**WHAT YOU HAVE TO DO**
From the listing below, copy every line with the word "maximum".

**DATA SHOWN**
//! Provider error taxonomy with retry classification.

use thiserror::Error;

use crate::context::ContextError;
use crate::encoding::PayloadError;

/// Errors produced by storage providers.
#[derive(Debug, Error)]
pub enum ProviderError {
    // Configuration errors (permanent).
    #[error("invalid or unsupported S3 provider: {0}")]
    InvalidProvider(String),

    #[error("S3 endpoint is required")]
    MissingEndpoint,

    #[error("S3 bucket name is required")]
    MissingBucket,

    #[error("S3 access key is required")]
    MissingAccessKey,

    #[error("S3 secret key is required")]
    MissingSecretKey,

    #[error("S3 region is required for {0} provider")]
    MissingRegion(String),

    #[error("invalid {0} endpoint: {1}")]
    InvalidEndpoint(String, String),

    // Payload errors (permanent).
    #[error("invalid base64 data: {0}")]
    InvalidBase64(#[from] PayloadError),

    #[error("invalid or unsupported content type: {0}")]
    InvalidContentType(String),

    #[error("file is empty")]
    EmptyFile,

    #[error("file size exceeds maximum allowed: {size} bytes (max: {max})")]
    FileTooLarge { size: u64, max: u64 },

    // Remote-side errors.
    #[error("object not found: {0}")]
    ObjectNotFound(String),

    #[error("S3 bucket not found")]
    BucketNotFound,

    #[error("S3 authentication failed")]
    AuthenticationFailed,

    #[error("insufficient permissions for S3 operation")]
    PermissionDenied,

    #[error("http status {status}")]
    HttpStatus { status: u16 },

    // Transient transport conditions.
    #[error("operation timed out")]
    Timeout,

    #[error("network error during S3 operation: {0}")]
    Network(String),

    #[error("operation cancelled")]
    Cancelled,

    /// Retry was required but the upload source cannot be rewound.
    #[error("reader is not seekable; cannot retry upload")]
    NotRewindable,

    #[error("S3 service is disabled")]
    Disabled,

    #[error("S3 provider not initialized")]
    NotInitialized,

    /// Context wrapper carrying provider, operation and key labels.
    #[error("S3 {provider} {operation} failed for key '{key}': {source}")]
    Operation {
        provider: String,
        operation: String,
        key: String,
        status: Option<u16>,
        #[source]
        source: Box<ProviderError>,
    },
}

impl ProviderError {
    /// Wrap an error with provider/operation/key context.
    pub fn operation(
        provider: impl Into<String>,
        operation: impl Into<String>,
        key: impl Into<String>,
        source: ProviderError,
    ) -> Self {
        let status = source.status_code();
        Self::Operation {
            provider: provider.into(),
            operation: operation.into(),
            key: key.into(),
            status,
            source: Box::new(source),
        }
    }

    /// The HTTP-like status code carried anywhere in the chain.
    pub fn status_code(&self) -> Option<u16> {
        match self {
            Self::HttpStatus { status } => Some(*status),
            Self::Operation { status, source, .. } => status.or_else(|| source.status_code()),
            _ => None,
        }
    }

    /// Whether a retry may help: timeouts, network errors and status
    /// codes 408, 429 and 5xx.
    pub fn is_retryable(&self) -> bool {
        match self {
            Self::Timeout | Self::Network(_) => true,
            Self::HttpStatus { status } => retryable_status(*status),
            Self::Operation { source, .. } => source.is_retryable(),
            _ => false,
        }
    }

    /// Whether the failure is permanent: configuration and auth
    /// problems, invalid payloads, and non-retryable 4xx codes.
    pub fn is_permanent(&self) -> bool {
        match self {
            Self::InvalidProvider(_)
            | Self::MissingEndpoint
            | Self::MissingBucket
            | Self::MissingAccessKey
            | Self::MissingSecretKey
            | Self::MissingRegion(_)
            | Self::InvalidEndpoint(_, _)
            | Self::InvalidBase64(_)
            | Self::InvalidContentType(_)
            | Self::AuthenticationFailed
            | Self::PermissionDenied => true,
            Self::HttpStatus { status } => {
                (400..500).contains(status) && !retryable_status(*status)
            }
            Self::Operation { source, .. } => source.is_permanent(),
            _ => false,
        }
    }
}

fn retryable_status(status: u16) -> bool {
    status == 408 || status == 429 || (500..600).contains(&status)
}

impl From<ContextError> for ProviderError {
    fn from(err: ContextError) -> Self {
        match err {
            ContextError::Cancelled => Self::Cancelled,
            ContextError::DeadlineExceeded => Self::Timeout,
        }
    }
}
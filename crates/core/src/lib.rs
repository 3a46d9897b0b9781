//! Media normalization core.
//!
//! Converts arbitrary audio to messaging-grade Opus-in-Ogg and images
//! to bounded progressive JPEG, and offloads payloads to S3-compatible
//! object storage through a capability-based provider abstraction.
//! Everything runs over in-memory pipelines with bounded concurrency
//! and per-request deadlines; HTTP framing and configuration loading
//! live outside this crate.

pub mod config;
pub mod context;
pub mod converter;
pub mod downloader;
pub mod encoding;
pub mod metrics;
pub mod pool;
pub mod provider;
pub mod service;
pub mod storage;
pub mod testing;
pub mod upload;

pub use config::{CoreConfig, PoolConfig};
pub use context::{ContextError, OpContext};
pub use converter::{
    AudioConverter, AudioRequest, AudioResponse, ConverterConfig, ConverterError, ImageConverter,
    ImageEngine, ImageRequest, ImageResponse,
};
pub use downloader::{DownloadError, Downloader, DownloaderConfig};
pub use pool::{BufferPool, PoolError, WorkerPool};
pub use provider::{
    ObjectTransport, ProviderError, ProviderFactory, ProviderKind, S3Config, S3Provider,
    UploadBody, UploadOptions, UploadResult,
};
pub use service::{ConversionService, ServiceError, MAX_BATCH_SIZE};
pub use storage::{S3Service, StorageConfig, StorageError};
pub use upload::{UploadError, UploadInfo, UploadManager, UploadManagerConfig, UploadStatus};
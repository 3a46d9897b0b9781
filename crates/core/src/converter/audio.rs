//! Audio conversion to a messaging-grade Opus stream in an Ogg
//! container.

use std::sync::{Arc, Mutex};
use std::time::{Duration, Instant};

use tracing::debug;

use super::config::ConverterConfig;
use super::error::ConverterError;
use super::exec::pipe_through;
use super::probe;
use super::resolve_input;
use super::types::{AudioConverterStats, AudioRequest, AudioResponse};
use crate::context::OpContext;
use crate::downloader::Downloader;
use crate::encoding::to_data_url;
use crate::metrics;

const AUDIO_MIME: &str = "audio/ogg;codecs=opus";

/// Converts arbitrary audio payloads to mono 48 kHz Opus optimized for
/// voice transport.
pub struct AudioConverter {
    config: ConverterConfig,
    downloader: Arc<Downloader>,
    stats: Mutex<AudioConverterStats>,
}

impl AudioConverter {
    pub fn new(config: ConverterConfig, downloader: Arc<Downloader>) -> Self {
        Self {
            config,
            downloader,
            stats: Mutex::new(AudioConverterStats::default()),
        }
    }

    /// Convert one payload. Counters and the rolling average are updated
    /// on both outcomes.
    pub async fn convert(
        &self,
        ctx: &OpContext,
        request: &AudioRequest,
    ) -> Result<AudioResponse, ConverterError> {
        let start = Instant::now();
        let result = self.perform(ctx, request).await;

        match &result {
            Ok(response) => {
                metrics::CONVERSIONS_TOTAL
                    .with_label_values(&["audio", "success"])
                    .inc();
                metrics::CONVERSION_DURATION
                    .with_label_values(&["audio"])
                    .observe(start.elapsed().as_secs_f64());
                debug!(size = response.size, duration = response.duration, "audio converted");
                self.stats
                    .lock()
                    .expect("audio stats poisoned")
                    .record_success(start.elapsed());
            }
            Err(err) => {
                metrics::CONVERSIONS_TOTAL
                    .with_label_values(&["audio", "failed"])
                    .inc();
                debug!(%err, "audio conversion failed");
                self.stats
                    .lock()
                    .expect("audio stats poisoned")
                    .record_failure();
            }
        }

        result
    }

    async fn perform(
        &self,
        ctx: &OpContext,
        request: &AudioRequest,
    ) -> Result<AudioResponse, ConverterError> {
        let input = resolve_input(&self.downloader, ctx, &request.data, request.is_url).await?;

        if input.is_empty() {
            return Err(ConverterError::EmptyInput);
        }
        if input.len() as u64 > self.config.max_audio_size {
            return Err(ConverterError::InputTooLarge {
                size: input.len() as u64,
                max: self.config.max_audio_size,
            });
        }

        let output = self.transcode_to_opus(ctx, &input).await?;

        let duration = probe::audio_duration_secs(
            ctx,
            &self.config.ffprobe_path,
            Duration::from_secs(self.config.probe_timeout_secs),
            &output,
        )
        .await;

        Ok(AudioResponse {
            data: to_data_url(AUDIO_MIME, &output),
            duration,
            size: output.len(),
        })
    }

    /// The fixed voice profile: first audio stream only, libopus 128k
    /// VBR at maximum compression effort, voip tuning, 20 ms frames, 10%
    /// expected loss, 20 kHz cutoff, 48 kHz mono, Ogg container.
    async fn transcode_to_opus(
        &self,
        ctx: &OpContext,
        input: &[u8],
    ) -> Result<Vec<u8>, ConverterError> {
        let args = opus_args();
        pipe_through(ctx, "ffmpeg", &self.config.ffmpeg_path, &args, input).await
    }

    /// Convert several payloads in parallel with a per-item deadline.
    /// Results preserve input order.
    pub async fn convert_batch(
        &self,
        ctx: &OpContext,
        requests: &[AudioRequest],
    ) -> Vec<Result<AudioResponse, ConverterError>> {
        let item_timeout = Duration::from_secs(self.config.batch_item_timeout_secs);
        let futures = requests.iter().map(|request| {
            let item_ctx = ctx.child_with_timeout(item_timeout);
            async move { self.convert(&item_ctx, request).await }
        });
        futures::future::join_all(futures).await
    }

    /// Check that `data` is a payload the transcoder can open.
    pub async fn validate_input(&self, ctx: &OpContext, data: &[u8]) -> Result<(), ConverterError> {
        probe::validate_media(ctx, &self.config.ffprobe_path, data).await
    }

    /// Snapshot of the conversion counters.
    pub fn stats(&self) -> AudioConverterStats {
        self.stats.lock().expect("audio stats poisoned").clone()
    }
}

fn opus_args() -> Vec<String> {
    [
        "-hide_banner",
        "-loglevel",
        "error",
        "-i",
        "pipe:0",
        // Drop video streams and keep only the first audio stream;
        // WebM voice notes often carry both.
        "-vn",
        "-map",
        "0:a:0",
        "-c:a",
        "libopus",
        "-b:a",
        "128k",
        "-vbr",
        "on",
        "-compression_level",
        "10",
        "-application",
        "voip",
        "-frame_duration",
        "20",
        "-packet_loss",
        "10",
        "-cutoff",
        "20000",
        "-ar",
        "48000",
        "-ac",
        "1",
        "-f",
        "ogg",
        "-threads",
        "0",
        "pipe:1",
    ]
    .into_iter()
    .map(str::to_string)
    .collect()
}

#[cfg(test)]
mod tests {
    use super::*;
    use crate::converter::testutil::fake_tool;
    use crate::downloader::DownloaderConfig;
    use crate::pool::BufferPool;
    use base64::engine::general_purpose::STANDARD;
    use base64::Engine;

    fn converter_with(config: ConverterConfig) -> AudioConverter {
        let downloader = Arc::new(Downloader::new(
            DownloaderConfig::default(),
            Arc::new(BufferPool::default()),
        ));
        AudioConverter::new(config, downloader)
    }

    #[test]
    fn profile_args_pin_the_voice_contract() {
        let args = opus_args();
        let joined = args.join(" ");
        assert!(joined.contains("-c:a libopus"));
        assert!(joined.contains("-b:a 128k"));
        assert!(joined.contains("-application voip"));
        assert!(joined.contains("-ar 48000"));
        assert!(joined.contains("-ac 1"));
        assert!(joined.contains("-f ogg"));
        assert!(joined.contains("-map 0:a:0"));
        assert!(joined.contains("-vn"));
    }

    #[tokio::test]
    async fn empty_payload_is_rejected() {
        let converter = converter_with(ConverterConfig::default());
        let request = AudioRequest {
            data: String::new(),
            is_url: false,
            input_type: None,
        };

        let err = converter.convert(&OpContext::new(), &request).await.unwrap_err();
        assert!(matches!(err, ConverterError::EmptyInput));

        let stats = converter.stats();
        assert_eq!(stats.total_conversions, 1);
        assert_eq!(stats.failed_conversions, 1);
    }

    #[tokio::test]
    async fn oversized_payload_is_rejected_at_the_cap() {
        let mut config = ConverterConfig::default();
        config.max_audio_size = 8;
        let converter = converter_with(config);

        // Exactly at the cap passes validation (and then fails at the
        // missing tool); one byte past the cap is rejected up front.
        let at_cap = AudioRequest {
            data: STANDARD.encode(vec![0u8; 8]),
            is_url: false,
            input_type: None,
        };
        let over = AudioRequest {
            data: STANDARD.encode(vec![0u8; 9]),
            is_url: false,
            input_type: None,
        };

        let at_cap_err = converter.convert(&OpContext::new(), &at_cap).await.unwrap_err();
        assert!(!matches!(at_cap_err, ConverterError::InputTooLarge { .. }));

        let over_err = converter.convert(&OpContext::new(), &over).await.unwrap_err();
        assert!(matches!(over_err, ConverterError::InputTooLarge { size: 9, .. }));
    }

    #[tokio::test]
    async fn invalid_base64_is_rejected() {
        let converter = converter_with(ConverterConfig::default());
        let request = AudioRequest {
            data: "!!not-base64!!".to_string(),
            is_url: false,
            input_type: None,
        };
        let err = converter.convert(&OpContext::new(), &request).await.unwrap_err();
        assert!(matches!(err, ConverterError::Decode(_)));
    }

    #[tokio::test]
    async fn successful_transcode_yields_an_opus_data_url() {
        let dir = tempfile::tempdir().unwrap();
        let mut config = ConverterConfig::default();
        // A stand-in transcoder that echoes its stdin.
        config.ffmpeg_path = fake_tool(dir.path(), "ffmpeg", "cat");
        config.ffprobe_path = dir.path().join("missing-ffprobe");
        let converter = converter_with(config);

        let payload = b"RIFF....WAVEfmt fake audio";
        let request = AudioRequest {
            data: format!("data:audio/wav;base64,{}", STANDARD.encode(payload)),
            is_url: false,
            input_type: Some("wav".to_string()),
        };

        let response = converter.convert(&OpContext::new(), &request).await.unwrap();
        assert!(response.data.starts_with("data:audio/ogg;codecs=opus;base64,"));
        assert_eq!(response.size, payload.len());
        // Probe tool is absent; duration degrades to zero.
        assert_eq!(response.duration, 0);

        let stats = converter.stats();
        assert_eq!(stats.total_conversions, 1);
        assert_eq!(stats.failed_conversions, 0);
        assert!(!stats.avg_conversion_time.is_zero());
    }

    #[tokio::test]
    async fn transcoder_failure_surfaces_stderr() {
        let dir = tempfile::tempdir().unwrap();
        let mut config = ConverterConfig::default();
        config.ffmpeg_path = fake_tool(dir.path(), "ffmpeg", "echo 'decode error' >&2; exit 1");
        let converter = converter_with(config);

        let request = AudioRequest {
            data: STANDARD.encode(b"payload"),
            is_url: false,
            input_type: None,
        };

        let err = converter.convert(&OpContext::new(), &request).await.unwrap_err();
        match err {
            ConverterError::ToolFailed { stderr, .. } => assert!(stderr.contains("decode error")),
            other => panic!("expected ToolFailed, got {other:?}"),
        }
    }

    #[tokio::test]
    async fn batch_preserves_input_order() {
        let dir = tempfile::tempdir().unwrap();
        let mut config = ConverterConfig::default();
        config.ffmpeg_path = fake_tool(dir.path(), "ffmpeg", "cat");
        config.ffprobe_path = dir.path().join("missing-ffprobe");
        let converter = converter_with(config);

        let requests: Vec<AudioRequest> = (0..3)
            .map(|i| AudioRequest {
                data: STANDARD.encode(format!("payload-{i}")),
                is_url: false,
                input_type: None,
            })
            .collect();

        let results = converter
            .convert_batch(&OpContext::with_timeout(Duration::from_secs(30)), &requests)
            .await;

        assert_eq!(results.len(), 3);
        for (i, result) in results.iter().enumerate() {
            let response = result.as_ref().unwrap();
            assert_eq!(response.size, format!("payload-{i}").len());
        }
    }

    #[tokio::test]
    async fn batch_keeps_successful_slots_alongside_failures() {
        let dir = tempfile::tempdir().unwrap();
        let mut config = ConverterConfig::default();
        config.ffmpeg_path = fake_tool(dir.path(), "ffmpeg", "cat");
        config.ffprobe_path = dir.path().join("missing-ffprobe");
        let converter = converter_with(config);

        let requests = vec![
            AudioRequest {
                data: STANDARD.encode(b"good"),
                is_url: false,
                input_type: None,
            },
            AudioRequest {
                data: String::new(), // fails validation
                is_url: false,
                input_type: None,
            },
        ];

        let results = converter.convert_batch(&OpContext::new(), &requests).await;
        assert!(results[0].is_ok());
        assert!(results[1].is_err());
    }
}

**WORKED SOLUTION**
    #[error("file size exceeds maximum allowed: {size} bytes (max: {max})")]
    /// VBR at maximum compression effort, voip tuning, 20 ms frames, 10%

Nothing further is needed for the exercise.